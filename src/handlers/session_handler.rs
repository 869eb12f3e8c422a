use actix_web::{get, post, web, HttpResponse};

use crate::{
    app_state::AppState,
    errors::AppError,
    models::dto::request::{GenerateQuizRequest, RecordAnswerRequest},
    models::dto::response::SessionDto,
};

#[post("/api/sessions")]
pub async fn create_session(state: web::Data<AppState>) -> Result<HttpResponse, AppError> {
    let session = state.session_service.create_session().await?;
    Ok(HttpResponse::Created().json(SessionDto::from(&session)))
}

#[get("/api/sessions/{id}")]
pub async fn get_session(
    state: web::Data<AppState>,
    id: web::Path<String>,
) -> Result<HttpResponse, AppError> {
    let session = state.session_service.get_session(&id).await?;
    Ok(HttpResponse::Ok().json(SessionDto::from(&session)))
}

#[post("/api/sessions/{id}/quiz")]
pub async fn generate_quiz(
    state: web::Data<AppState>,
    id: web::Path<String>,
    request: web::Json<GenerateQuizRequest>,
) -> Result<HttpResponse, AppError> {
    let session = state
        .session_service
        .generate(&id, request.into_inner())
        .await?;
    Ok(HttpResponse::Ok().json(SessionDto::from(&session)))
}

#[actix_web::put("/api/sessions/{id}/answers")]
pub async fn record_answer(
    state: web::Data<AppState>,
    id: web::Path<String>,
    request: web::Json<RecordAnswerRequest>,
) -> Result<HttpResponse, AppError> {
    state
        .session_service
        .record_answer(&id, request.into_inner())
        .await?;
    Ok(HttpResponse::NoContent().finish())
}

#[post("/api/sessions/{id}/submit")]
pub async fn submit_quiz(
    state: web::Data<AppState>,
    id: web::Path<String>,
) -> Result<HttpResponse, AppError> {
    let report = state.session_service.submit(&id).await?;
    Ok(HttpResponse::Ok().json(report))
}

#[post("/api/sessions/{id}/reset")]
pub async fn reset_quiz(
    state: web::Data<AppState>,
    id: web::Path<String>,
) -> Result<HttpResponse, AppError> {
    let session = state.session_service.reset(&id).await?;
    Ok(HttpResponse::Ok().json(SessionDto::from(&session)))
}

#[get("/health")]
pub async fn health_check() -> HttpResponse {
    HttpResponse::Ok().json(serde_json::json!({
        "status": "healthy",
        "version": env!("CARGO_PKG_VERSION")
    }))
}
use std::collections::HashMap;

use crate::models::domain::{QuestionResult, Quiz, ScoreReport};

pub struct ScoringService;

impl ScoringService {
    /// Grade an answer set against a quiz. Questions are walked in quiz
    /// order; a missing answer matches nothing and scores as incorrect.
    pub fn score(quiz: &Quiz, answers: &HashMap<String, String>) -> ScoreReport {
        let mut correct_count = 0;
        let mut results = Vec::with_capacity(quiz.len());

        for (id, question) in quiz.iter() {
            let user_answer = answers.get(id).cloned();
            let is_correct = user_answer.as_deref() == Some(question.correct.as_str());
            if is_correct {
                correct_count += 1;
            }

            results.push(QuestionResult {
                question_id: id.clone(),
                user_answer,
                correct_answer: question.correct.clone(),
                is_correct,
            });
        }

        let total_count = quiz.len();
        let percentage = if total_count == 0 {
            0.0
        } else {
            let raw = (correct_count as f64 / total_count as f64) * 100.0;
            (raw * 10.0).round() / 10.0
        };

        ScoreReport {
            correct_count,
            total_count,
            percentage,
            results,
        }
    }
}

#[cfg(test)]
mod tests {
    use super::*;
    use crate::models::domain::Quiz;
    use crate::test_utils::sample_quiz;

    fn answers(pairs: &[(&str, &str)]) -> HashMap<String, String> {
        pairs
            .iter()
            .map(|(id, key)| (id.to_string(), key.to_string()))
            .collect()
    }

    #[test]
    fn all_correct_scores_one_hundred() {
        let quiz = sample_quiz();

        let report = ScoringService::score(&quiz, &answers(&[("1", "b"), ("2", "a")]));

        assert_eq!(report.correct_count, 2);
        assert_eq!(report.total_count, 2);
        assert_eq!(report.percentage, 100.0);
        assert!(report.results.iter().all(|r| r.is_correct));
    }

    #[test]
    fn all_wrong_scores_zero() {
        let quiz = sample_quiz();

        let report = ScoringService::score(&quiz, &answers(&[("1", "a"), ("2", "b")]));

        assert_eq!(report.correct_count, 0);
        assert_eq!(report.percentage, 0.0);
    }

    #[test]
    fn unanswered_questions_count_as_incorrect() {
        let quiz = sample_quiz();

        let report = ScoringService::score(&quiz, &answers(&[("1", "b")]));

        assert_eq!(report.correct_count, 1);
        assert_eq!(report.total_count, 2);
        let second = &report.results[1];
        assert_eq!(second.question_id, "2");
        assert!(second.user_answer.is_none());
        assert!(!second.is_correct);
    }

    #[test]
    fn percentage_rounds_to_one_decimal() {
        let quiz = Quiz::from_payload(
            r#"{
                "1": {"mcq": "Q1?", "options": {"a": "A", "b": "B"}, "correct": "a"},
                "2": {"mcq": "Q2?", "options": {"a": "A", "b": "B"}, "correct": "a"},
                "3": {"mcq": "Q3?", "options": {"a": "A", "b": "B"}, "correct": "a"}
            }"#,
        )
        .unwrap();

        let one_third = ScoringService::score(&quiz, &answers(&[("1", "a")]));
        assert_eq!(one_third.percentage, 33.3);

        let two_thirds = ScoringService::score(&quiz, &answers(&[("1", "a"), ("2", "a")]));
        assert_eq!(two_thirds.percentage, 66.7);
    }

    #[test]
    fn results_follow_quiz_display_order() {
        let quiz = sample_quiz();

        let report = ScoringService::score(&quiz, &answers(&[("2", "a"), ("1", "b")]));

        let ids: Vec<&str> = report.results.iter().map(|r| r.question_id.as_str()).collect();
        assert_eq!(ids, ["1", "2"]);
        assert_eq!(report.results[0].correct_answer, "b");
    }
}
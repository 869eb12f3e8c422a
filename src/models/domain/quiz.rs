use indexmap::IndexMap;
use serde::{Deserialize, Serialize};

use crate::errors::{AppError, AppResult};

/// A generated quiz: question id -> question, in the order the
/// generation gateway produced them.
#[derive(Clone, Debug, PartialEq, Eq, Deserialize, Serialize)]
#[serde(transparent)]
pub struct Quiz {
    questions: IndexMap<String, Question>,
}

#[derive(Clone, Debug, PartialEq, Eq, Deserialize, Serialize)]
pub struct Question {
    pub mcq: String,
    pub options: IndexMap<String, String>,
    pub correct: String,
}

impl Quiz {
    /// Decodes the gateway's quiz payload string and checks its structural
    /// invariants. Any violation is reported as `MalformedResponse`.
    pub fn from_payload(payload: &str) -> AppResult<Self> {
        let quiz: Quiz = serde_json::from_str(payload)
            .map_err(|e| AppError::MalformedResponse(format!("invalid quiz JSON: {}", e)))?;
        quiz.validate()?;
        Ok(quiz)
    }

    fn validate(&self) -> AppResult<()> {
        if self.questions.is_empty() {
            return Err(AppError::MalformedResponse(
                "quiz contains no questions".to_string(),
            ));
        }
        for (id, question) in &self.questions {
            if question.options.is_empty() {
                return Err(AppError::MalformedResponse(format!(
                    "question '{}' has no options",
                    id
                )));
            }
            if !question.options.contains_key(&question.correct) {
                return Err(AppError::MalformedResponse(format!(
                    "question '{}' marks '{}' correct but offers no such option",
                    id, question.correct
                )));
            }
        }
        Ok(())
    }

    pub fn len(&self) -> usize {
        self.questions.len()
    }

    pub fn is_empty(&self) -> bool {
        self.questions.is_empty()
    }

    pub fn question(&self, id: &str) -> Option<&Question> {
        self.questions.get(id)
    }

    /// Questions in display order.
    pub fn iter(&self) -> impl Iterator<Item = (&String, &Question)> {
        self.questions.iter()
    }
}
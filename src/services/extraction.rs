use std::path::Path;

use crate::errors::{AppError, AppResult};

/// Pulls the source text out of an uploaded file. Only plain-text uploads
/// are readable; anything else is refused outright rather than silently
/// replaced with placeholder content.
pub fn extract_text(file_name: Option<&str>, content: &str) -> AppResult<String> {
    let name = match file_name {
        Some(name) if !name.trim().is_empty() => name,
        _ => return Err(AppError::NoFileUploaded),
    };

    let is_txt = Path::new(name)
        .extension()
        .map(|ext| ext.eq_ignore_ascii_case("txt"))
        .unwrap_or(false);

    if !is_txt {
        return Err(AppError::UnsupportedFileType(name.to_string()));
    }

    if content.trim().is_empty() {
        return Err(AppError::ValidationError(format!(
            "Uploaded file '{}' has no readable text",
            name
        )));
    }

    Ok(content.to_string())
}
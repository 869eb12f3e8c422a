pub mod openai;

use async_trait::async_trait;
use serde::{Deserialize, Serialize};

use crate::errors::AppResult;

pub use openai::OpenAiQuizGateway;

/// Wire-format request for the question generation service. `response_json`
/// carries the JSON-encoded example the model is told to mirror.
#[derive(Debug, Clone, PartialEq, Eq, Serialize)]
pub struct GenerationRequest {
    pub text: String,
    pub number: i16,
    pub subject: String,
    pub tone: String,
    pub response_json: String,
}

/// Raw generation result: the quiz payload string (still to be decoded and
/// validated) plus the token spend for the call.
#[derive(Debug, Clone, PartialEq, Eq)]
pub struct GenerationPayload {
    pub quiz: String,
    pub usage: TokenUsage,
}

#[derive(Debug, Clone, Copy, Default, PartialEq, Eq, Deserialize, Serialize)]
pub struct TokenUsage {
    #[serde(default)]
    pub prompt_tokens: u32,
    #[serde(default)]
    pub completion_tokens: u32,
    #[serde(default)]
    pub total_tokens: u32,
}

#[cfg_attr(test, mockall::automock)]
#[async_trait]
pub trait QuizGateway: Send + Sync {
    async fn generate(&self, request: GenerationRequest) -> AppResult<GenerationPayload>;
}
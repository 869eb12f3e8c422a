use std::sync::Arc;

use chrono::Utc;
use validator::Validate;

use crate::{
    errors::{AppError, AppResult},
    models::domain::{QuizSession, ScoreReport},
    models::dto::request::{GenerateQuizRequest, RecordAnswerRequest},
    repositories::SessionRepository,
    services::extraction::extract_text,
    services::generation_service::GenerationService,
    services::scoring_service::ScoringService,
};

pub struct SessionService {
    repository: Arc<dyn SessionRepository>,
    generation: Arc<GenerationService>,
}

impl SessionService {
    pub fn new(repository: Arc<dyn SessionRepository>, generation: Arc<GenerationService>) -> Self {
        Self {
            repository,
            generation,
        }
    }

    pub async fn create_session(&self) -> AppResult<QuizSession> {
        let session = QuizSession::new();
        log::info!("Created quiz session {}", session.id);
        self.repository.create(session).await
    }

    pub async fn get_session(&self, id: &str) -> AppResult<QuizSession> {
        self.repository
            .find_by_id(id)
            .await?
            .ok_or_else(|| AppError::NotFound(format!("Session with id '{}' not found", id)))
    }

    /// Generates a fresh quiz for the session. Parameters are checked and
    /// the source text extracted before the gateway is called; any failure
    /// up to and including payload decoding leaves the session untouched.
    pub async fn generate(
        &self,
        session_id: &str,
        request: GenerateQuizRequest,
    ) -> AppResult<QuizSession> {
        let mut session = self.get_session(session_id).await?;

        request.validate()?;
        let text = extract_text(request.file_name.as_deref(), &request.content)?;

        let quiz = self.generation.generate_quiz(text, &request).await?;
        let question_count = quiz.len();

        session.install_quiz(quiz);
        let session = self.repository.update(session).await?;
        log::info!(
            "Session {} now holds a {}-question quiz on '{}'",
            session.id,
            question_count,
            request.subject
        );

        Ok(session)
    }

    /// Upserts one answer selection, or clears it when no option is given.
    pub async fn record_answer(
        &self,
        session_id: &str,
        request: RecordAnswerRequest,
    ) -> AppResult<QuizSession> {
        let mut session = self.get_session(session_id).await?;

        {
            let quiz = session.quiz.as_ref().ok_or_else(|| {
                AppError::InvalidState("no quiz to answer; generate one first".to_string())
            })?;
            if session.submitted {
                return Err(AppError::InvalidState(
                    "quiz already submitted; reset it to change answers".to_string(),
                ));
            }

            let question = quiz.question(&request.question_id).ok_or_else(|| {
                AppError::ValidationError(format!(
                    "Question '{}' is not part of this quiz",
                    request.question_id
                ))
            })?;
            if let Some(key) = &request.option {
                if !question.options.contains_key(key) {
                    return Err(AppError::ValidationError(format!(
                        "Option '{}' is not offered by question '{}'",
                        key, request.question_id
                    )));
                }
            }
        }

        match request.option {
            Some(key) => {
                session.answers.insert(request.question_id, key);
            }
            None => {
                session.answers.remove(&request.question_id);
            }
        }
        session.modified_at = Some(Utc::now());

        self.repository.update(session).await
    }

    /// Grades the current answers and marks the session submitted. Repeat
    /// submissions without intervening changes return the same report.
    pub async fn submit(&self, session_id: &str) -> AppResult<ScoreReport> {
        let mut session = self.get_session(session_id).await?;

        let report = {
            let quiz = session.quiz.as_ref().ok_or_else(|| {
                AppError::InvalidState("no quiz to submit; generate one first".to_string())
            })?;
            ScoringService::score(quiz, &session.answers)
        };

        session.submitted = true;
        session.modified_at = Some(Utc::now());
        self.repository.update(session).await?;

        log::info!(
            "Session {} submitted: {}/{} correct ({}%)",
            session_id,
            report.correct_count,
            report.total_count,
            report.percentage
        );

        Ok(report)
    }

    /// Clears answers and the submitted flag so the same quiz can be taken
    /// again. Resetting a session with no quiz is a no-op.
    pub async fn reset(&self, session_id: &str) -> AppResult<QuizSession> {
        let mut session = self.get_session(session_id).await?;

        if session.quiz.is_none() {
            return Ok(session);
        }

        session.reset();
        self.repository.update(session).await
    }
}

### What to produce:
Count the lines in the entries above where the string "post" shows up, and give that number only.

### Solution:
5